Task goal >>
Please transcribe every record below exactly as it appears.

:: Material to process

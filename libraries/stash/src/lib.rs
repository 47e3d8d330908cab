//! A small persistence gateway for local-first browser apps.
//!
//! Everything that wants to remember something goes through [`KeyValueStore`]:
//! `get`, `set` and `remove` by string key. In the browser that is
//! `localStorage`; natively (and in tests) it is [`MemoryStore`].
//!
//! On top of that sit:
//! 1. lenient JSON reads and all-or-nothing JSON writes ([`json`]),
//! 2. retry with exponential backoff for transient write failures ([`retry`]),
//! 3. a typed listener registry so owners can tell the UI what changed ([`notify`]).

pub mod json;
pub mod notify;
pub mod retry;
mod store;

#[cfg(all(target_arch = "wasm32", feature = "web-storage"))]
pub mod local_storage;

pub use json::{WriteError, read_json, try_read_json, write_json};
pub use notify::{ListenerKey, Listeners};
pub use retry::{Immediate, Pause, RetryPolicy, retry};
pub use store::{KeyValueStore, MemoryStore, StoreError};

#[cfg(all(target_arch = "wasm32", feature = "web-storage"))]
pub use local_storage::LocalStorage;
#[cfg(all(target_arch = "wasm32", feature = "web-storage"))]
pub use retry::BrowserTimeout;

::::

Task solution >>
filename libraries/stash/src/lib.rs
repository 47e3d8d330908cab
//! A small persistence gateway for local-first browser apps.
//!
//! Everything that wants to remember something goes through [`KeyValueStore`]:
//! `get`, `set` and `remove` by string key. In the browser that is
//! `localStorage`; natively (and in tests) it is [`MemoryStore`].
//!
//! On top of that sit:
//! 1. lenient JSON reads and all-or-nothing JSON writes ([`json`]),
//! 2. retry with exponential backoff for transient write failures ([`retry`]),
//! 3. a typed listener registry so owners can tell the UI what changed ([`notify`]).

pub mod json;
pub mod notify;
pub mod retry;
mod store;

#[cfg(all(target_arch = "wasm32", feature = "web-storage"))]
pub mod local_storage;

pub use json::{WriteError, read_json, try_read_json, write_json};
pub use notify::{ListenerKey, Listeners};
pub use retry::{Immediate, Pause, RetryPolicy, retry};
pub use store::{KeyValueStore, MemoryStore, StoreError};

#[cfg(all(target_arch = "wasm32", feature = "web-storage"))]
pub use local_storage::LocalStorage;
#[cfg(all(target_arch = "wasm32", feature = "web-storage"))]
pub use retry::BrowserTimeout;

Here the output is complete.